4.2. Compared with Models from Other Studies

In the selection methods of non-landslide samples for landslide susceptibility evaluation, several scholars have conducted similar studies (Table 7). For example, the study by Dou et al. [42] demonstrated that the information entropy method and conditional factor method resulted in higher quality non-landslide samples and better evaluation accuracy than the buffer zone method. Zhu et al. [42] compared four non-landslide sampling methods (random method, buffer zone method, frequency ratio method, and analytic hierarchy process) and found that the frequency ratio and analytic hierarchy methods yielded higher susceptibility evaluation accuracy than the other two methods, with the highest accuracy achieved by the analytic hierarchy process. Trinh et al. [43] applied three susceptibility evaluation methods (SVM, Bayesian, and KNN) and verified that landslide samples selected using the frequency ratio method had higher quality than those selected using the analytic hierarchy process. These studies indicate that the accuracy and rationality of landslide susceptibility evaluation results are closely related to the quality of non-landslide sample selection.

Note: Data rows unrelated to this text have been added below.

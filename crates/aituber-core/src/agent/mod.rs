//! Conversation pipeline for AITuber.
//!
//! - `GenerationEngine`: chat completion, streaming, templates and embeddings
//! - `PromptBuilder`: character + memories + recent turns into a message list
//! - `ConversationSummarizer`: short summaries of a conversation transcript
//! - `ConversationOrchestrator`: the per-message control loop

pub mod engine;
pub mod orchestrator;
pub mod prompt;
pub mod summarizer;
//! Test doubles shared by the unit tests in this crate.

use std::collections::VecDeque;
use std::sync::Mutex;
use std::sync::atomic::{AtomicBool, AtomicUsize, Ordering};
use std::sync::Arc;

use aituber_types::character::{Character, Interest, Persona, PersonalityTrait};
use aituber_types::error::{CharacterError, RepositoryError};
use aituber_types::llm::{
    CompletionRequest, CompletionResponse, LlmError, StopReason, StreamEvent, Usage,
};
use aituber_types::memory::{FragmentCandidate, MemoryFragment};

use crate::character::CharacterStore;
use crate::llm::provider::{EventStream, LlmProvider};
use crate::memory::embedder::Embedder;
use crate::memory::in_memory::InMemoryFragmentStore;
use crate::memory::store::FragmentStore;

/// Deterministic bag-of-words embedder: each lowercase word is hashed into
/// one of `dimension` buckets.
pub struct HashEmbedder {
    pub dimension: usize,
    pub calls: Arc<AtomicUsize>,
}

impl HashEmbedder {
    pub fn new(dimension: usize) -> Self {
        Self {
            dimension,
            calls: Arc::new(AtomicUsize::new(0)),
        }
    }

    pub fn vector_for(&self, text: &str) -> Vec<f32> {
        let mut v = vec![0.0f32; self.dimension];
        for word in text
            .split(|c: char| !c.is_alphanumeric())
            .filter(|w| !w.is_empty())
        {
            let mut hash: u64 = 0xcbf29ce484222325;
            for b in word.to_lowercase().bytes() {
                hash ^= b as u64;
                hash = hash.wrapping_mul(0x100000001b3);
            }
            v[(hash % self.dimension as u64) as usize] += 1.0;
        }
        v
    }
}

impl Embedder for HashEmbedder {
    async fn embed(&self, texts: &[String]) -> Result<Vec<Vec<f32>>, LlmError> {
        self.calls.fetch_add(1, Ordering::SeqCst);
        Ok(texts.iter().map(|t| self.vector_for(t)).collect())
    }

    fn model_name(&self) -> &str {
        "hash-bow"
    }

    fn dimension(&self) -> usize {
        self.dimension
    }
}

/// Embedder that always fails.
pub struct FailingEmbedder;

impl Embedder for FailingEmbedder {
    async fn embed(&self, _texts: &[String]) -> Result<Vec<Vec<f32>>, LlmError> {
        Err(LlmError::Embedding("embedding service offline".to_string()))
    }

    fn model_name(&self) -> &str {
        "failing"
    }

    fn dimension(&self) -> usize {
        8
    }
}

/// Embedder that advertises one dimension and returns another.
pub struct LyingEmbedder;

impl Embedder for LyingEmbedder {
    async fn embed(&self, texts: &[String]) -> Result<Vec<Vec<f32>>, LlmError> {
        Ok(texts.iter().map(|_| vec![1.0; 3]).collect())
    }

    fn model_name(&self) -> &str {
        "lying"
    }

    fn dimension(&self) -> usize {
        8
    }
}

/// Wraps the in-memory store with switchable failures.
#[derive(Clone, Default)]
pub struct FlakyStore {
    pub inner: InMemoryFragmentStore,
    pub fail_writes: Arc<AtomicBool>,
    pub fail_reads: Arc<AtomicBool>,
}

impl FlakyStore {
    fn check(flag: &AtomicBool) -> Result<(), RepositoryError> {
        if flag.load(Ordering::SeqCst) {
            Err(RepositoryError::Connection)
        } else {
            Ok(())
        }
    }
}

impl FragmentStore for FlakyStore {
    async fn insert(&self, fragment: &MemoryFragment) -> Result<(), RepositoryError> {
        Self::check(&self.fail_writes)?;
        self.inner.insert(fragment).await
    }

    async fn get(&self, id: &str) -> Result<Option<MemoryFragment>, RepositoryError> {
        Self::check(&self.fail_reads)?;
        self.inner.get(id).await
    }

    async fn list(
        &self,
        owner_id: &str,
        author_id: Option<&str>,
        limit: usize,
        offset: usize,
    ) -> Result<Vec<MemoryFragment>, RepositoryError> {
        Self::check(&self.fail_reads)?;
        self.inner.list(owner_id, author_id, limit, offset).await
    }

    async fn update(&self, fragment: &MemoryFragment) -> Result<bool, RepositoryError> {
        Self::check(&self.fail_writes)?;
        self.inner.update(fragment).await
    }

    async fn delete(&self, id: &str) -> Result<bool, RepositoryError> {
        Self::check(&self.fail_writes)?;
        self.inner.delete(id).await
    }

    async fn delete_all(
        &self,
        owner_id: &str,
        author_id: Option<&str>,
    ) -> Result<u64, RepositoryError> {
        Self::check(&self.fail_writes)?;
        self.inner.delete_all(owner_id, author_id).await
    }

    async fn count(&self, owner_id: &str, author_id: Option<&str>) -> Result<u64, RepositoryError> {
        Self::check(&self.fail_reads)?;
        self.inner.count(owner_id, author_id).await
    }

    async fn search(
        &self,
        owner_id: &str,
        query_embedding: &[f32],
        limit: usize,
    ) -> Result<Vec<FragmentCandidate>, RepositoryError> {
        Self::check(&self.fail_reads)?;
        self.inner.search(owner_id, query_embedding, limit).await
    }
}

/// What the scripted provider does on the next call.
#[derive(Clone)]
pub enum Script {
    Reply(String),
    Tokens(Vec<String>),
    Fail,
    /// Yield the tokens, then a stream error.
    TokensThenFail(Vec<String>),
    /// Reply cut off by the output token limit.
    Truncated(String),
}

/// LLM provider that replays scripted outcomes and records every request.
#[derive(Clone)]
pub struct ScriptedProvider {
    scripts: Arc<Mutex<VecDeque<Script>>>,
    pub requests: Arc<Mutex<Vec<CompletionRequest>>>,
}

impl ScriptedProvider {
    pub fn new(scripts: Vec<Script>) -> Self {
        Self {
            scripts: Arc::new(Mutex::new(scripts.into())),
            requests: Arc::new(Mutex::new(Vec::new())),
        }
    }

    pub fn replying(text: &str) -> Self {
        Self::new(vec![Script::Reply(text.to_string())])
    }

    fn next_script(&self, request: &CompletionRequest) -> Script {
        self.requests.lock().unwrap().push(request.clone());
        self.scripts
            .lock()
            .unwrap()
            .pop_front()
            .unwrap_or(Script::Reply("(no script)".to_string()))
    }

    pub fn last_request(&self) -> CompletionRequest {
        self.requests.lock().unwrap().last().cloned().unwrap()
    }
}

impl LlmProvider for ScriptedProvider {
    fn name(&self) -> &str {
        "scripted"
    }

    async fn complete(&self, request: &CompletionRequest) -> Result<CompletionResponse, LlmError> {
        let mut stop_reason = StopReason::EndTurn;
        let content = match self.next_script(request) {
            Script::Reply(text) => text,
            Script::Tokens(tokens) => tokens.concat(),
            Script::Truncated(text) => {
                stop_reason = StopReason::MaxTokens;
                text
            }
            Script::Fail | Script::TokensThenFail(_) => {
                return Err(LlmError::Provider {
                    message: "scripted failure".to_string(),
                });
            }
        };
        Ok(CompletionResponse {
            id: "resp-1".to_string(),
            content,
            model: request.model.clone(),
            stop_reason,
            usage: Usage {
                input_tokens: 12,
                output_tokens: 3,
            },
        })
    }

    fn stream(&self, request: CompletionRequest) -> EventStream {
        let script = self.next_script(&request);
        Box::pin(async_stream::stream! {
            let mut stop_reason = StopReason::EndTurn;
            match script {
                Script::Reply(text) => yield Ok(StreamEvent::TextDelta { text }),
                Script::Truncated(text) => {
                    stop_reason = StopReason::MaxTokens;
                    yield Ok(StreamEvent::TextDelta { text });
                }
                Script::Tokens(tokens) => {
                    for text in tokens {
                        yield Ok(StreamEvent::TextDelta { text });
                    }
                }
                Script::Fail => {
                    yield Err(LlmError::Stream("scripted failure".to_string()));
                    return;
                }
                Script::TokensThenFail(tokens) => {
                    for text in tokens {
                        yield Ok(StreamEvent::TextDelta { text });
                    }
                    yield Err(LlmError::Stream("connection reset".to_string()));
                    return;
                }
            }
            yield Ok(StreamEvent::MessageDelta { stop_reason });
            yield Ok(StreamEvent::Usage(Usage { input_tokens: 12, output_tokens: 3 }));
        })
    }
}

/// Character store over a fixed list.
#[derive(Clone, Default)]
pub struct StaticCharacters {
    pub characters: Vec<Character>,
    pub loads: Arc<AtomicUsize>,
}

impl StaticCharacters {
    pub fn with(characters: Vec<Character>) -> Self {
        Self {
            characters,
            loads: Arc::new(AtomicUsize::new(0)),
        }
    }
}

impl CharacterStore for StaticCharacters {
    async fn load(&self, id: &str) -> Result<Option<Character>, CharacterError> {
        self.loads.fetch_add(1, Ordering::SeqCst);
        Ok(self.characters.iter().find(|c| c.id == id).cloned())
    }

    async fn load_all(&self) -> Result<Vec<Character>, CharacterError> {
        Ok(self.characters.clone())
    }
}

/// A fully populated character.
pub fn sample_character() -> Character {
    Character {
        id: "hiyori".to_string(),
        name: "Hiyori".to_string(),
        description: "A cheerful virtual streamer.".to_string(),
        system_prompt: "You are Hiyori, a virtual streamer.".to_string(),
        persona: Persona {
            age: Some(17),
            gender: Some("female".to_string()),
            occupation: Some("streamer".to_string()),
            background: None,
            appearance: Some("silver hair".to_string()),
            speech_style: None,
        },
        personality_traits: vec![PersonalityTrait {
            name: "cheerful".to_string(),
            description: "always upbeat".to_string(),
            score: 0.9,
        }],
        interests: vec![Interest {
            name: "tea".to_string(),
            description: "loves green tea".to_string(),
            level: 0.8,
        }],
        metadata: Default::default(),
    }
}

Building on the aforementioned studies, this paper summarizes and improves upon previous methods by proposing six non-landslide sample selection methods and then constructs a landslide susceptibility evaluation model for the study area using random forests. The results indicate that the RF_IV model achieves the highest prediction accuracy, with an AUC value of 0.9878, while models constructed using other non-landslide sample selection methods also generally outperform those reported in previous studies. This improvement may be attributed to differences in the study area, the historical landslide samples, and the spatial resolution of evaluation factor data. In this study, the evaluation factors were processed at a 5 m spatial resolution, whereas previous studies typically used 30 m resolution data. Higher-resolution data better capture local topographic features, thereby enhancing landslide susceptibility evaluation accuracy, as also demonstrated by Yang et al. [73]. These findings provide practical guidance for policymakers to optimize landslide prevention strategies and land-use planning. The method also has transferable potential and can be applied to landslide susceptibility assessments in other mountainous regions of China or similar terrains worldwide.

5. Conclusions

This study investigates the impact of non-landslide sample selection methods on landslide susceptibility evaluation. Based on 333 landslide sample points in Yongxin County, Jiangxi Province, ten evaluation factors—including slope aspect, elevation, slope, and lithology—were selected. Six non-landslide sampling methods (random selection, buffer zone, rule-based distribution, frequency ratio, information entropy, and coefficient of determination) were employed to build susceptibility models. The Random Forest model was used for training, and model performance was quantitatively assessed using confusion matrix, accuracy, precision, recall, F1 score, and ROC curve, while the SHAP model analyzed the contribution of each factor. Results show that the choice of non-landslide samples significantly affects model performance. The findings provide practical guidance for local governments, planners, and disaster managers in landslide prevention, land-use planning, and policy-making. Moreover, the methodology and insights have transferable potential, offering reference for landslide susceptibility studies in other mountainous regions of China and similar terrain worldwide. The findings are as follows:

(1): Among the six different non-landslide sample selection methods, the RF_IV model achieved the highest accuracy, precision, recall, and F1 score, with values of 0.94, 0.96, 0.93, and 0.94, respectively, outperforming other models. It also had the highest AUC value, 0.9878, indicating that the IV method provided the best quality non-landslide samples.
(2): The SHAP model analysis revealed that different models have distinct decision-making mechanisms. NDVI, slope, lithology, land cover, and DEM were identified as the primary contributing factors for susceptibility evaluation, while fault distance, river distance, and slope aspect had relatively small SHAP values, indicating a minimal influence on the model.
(3): According to the susceptibility evaluation statistics, the RF_IV model predicted that 97.60% of landslides corresponded to areas with high or very high susceptibility, covering 12.99% of the area. This indicates that most landslide sample points are located within a small area, aligning with the susceptibility results, and significantly outperforming other models.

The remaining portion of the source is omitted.